A bord, au moment où l'avion va quitter le sol, sa voisine de gauche - une Russe apparemment, à l'entendre parler - fait à toute allure (peut-être par crainte de paraître ridicule) un triple signe de croix, puis elle serre fermement de sa main gauche, durant une bonne partie du trajet, un objet allongé en fourrure blanche qui semble bien être une patte de lapin porte-bonheur, tout en continuant de tapoter de l'autre main son smartphone. Une heure trente plus tard, l'avion atterrit à l'heure et sans incidents, et la femme donne une autre fonction à sa patte de lapin : celle d'une barrette en fourrure, assez voyante, avec laquelle elle tient ses cheveux blonds en queue de cheval. Car j'ai oublié de dire qu'elle avait de longs cheveux libres.

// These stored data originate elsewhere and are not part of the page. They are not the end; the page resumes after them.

#![forbid(unsafe_code)]

//! Keyed color palettes.
//!
//! A palette maps application-defined keys to [`SetColor`] values so a
//! program can color output consistently, and switch all of it off at once:
//! while a palette is inactive every lookup yields the placeholder setter.

use std::collections::HashMap;
use std::fmt;
use std::hash::Hash;

use crate::set_color::SetColor;

/// Palette lookup failure.
#[derive(Debug, Clone, Copy, PartialEq, Eq)]
pub enum PaletteError {
    /// The key has no color assigned.
    MissingKey,
}

impl fmt::Display for PaletteError {
    fn fmt(&self, f: &mut fmt::Formatter<'_>) -> fmt::Result {
        match self {
            Self::MissingKey => write!(f, "palette key not found"),
        }
    }
}

impl std::error::Error for PaletteError {}

/// Key → color setter map with an on/off switch.
#[derive(Debug, Clone)]
pub struct ColorPalette<K> {
    entries: HashMap<K, SetColor>,
    active: bool,
    placeholder: SetColor,
}

impl<K: Eq + Hash> Default for ColorPalette<K> {
    fn default() -> Self {
        Self::new()
    }
}

impl<K: Eq + Hash> ColorPalette<K> {
    /// An empty, active palette.
    #[must_use]
    pub fn new() -> Self {
        Self {
            entries: HashMap::new(),
            active: true,
            placeholder: SetColor::placeholder(),
        }
    }

    /// Assign a color to `key`, returning the one it replaces.
    pub fn insert(&mut self, key: K, color: impl Into<SetColor>) -> Option<SetColor> {
        self.entries.insert(key, color.into())
    }

    #[must_use]
    pub fn contains_key(&self, key: &K) -> bool {
        self.entries.contains_key(key)
    }

    /// The setter for `key`, or the placeholder while the palette is
    /// inactive.
    ///
    /// Unknown keys fail even while inactive.
    pub fn get(&self, key: &K) -> Result<&SetColor, PaletteError> {
        let color = self.entries.get(key).ok_or(PaletteError::MissingKey)?;
        Ok(if self.active { color } else { &self.placeholder })
    }

    /// Enable or disable color output; returns the previous state.
    pub fn set_active(&mut self, active: bool) -> bool {
        let previous = std::mem::replace(&mut self.active, active);
        if previous != active {
            termapi_core::debug!(active, "color palette toggled");
        }
        previous
    }

    #[must_use]
    pub fn is_active(&self) -> bool {
        self.active
    }

    #[must_use]
    pub fn len(&self) -> usize {
        self.entries.len()
    }

    #[must_use]
    pub fn is_empty(&self) -> bool {
        self.entries.is_empty()
    }
}

impl<K: Eq + Hash, C: Into<SetColor>> FromIterator<(K, C)> for ColorPalette<K> {
    fn from_iter<T: IntoIterator<Item = (K, C)>>(iter: T) -> Self {
        let mut palette = Self::new();
        for (key, color) in iter {
            palette.insert(key, color);
        }
        palette
    }
}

Que penser de cette histoire ? Le personnage de la femme est visuel, tandis que celui de l'homme est non seulement assommant, mais aussi peu propice à un film (il faudrait passer par le truchement fastidieux au cinéma de la "voix intérieure").

Autrement plus touchant que notre hypocondriaque est ce personnage, dans un film de Kurosawa (Scandale, 1950), d'une petite malade confinée à domicile : elle s'occupe et participe à la vie en regardant le jardinet visible de sa couche.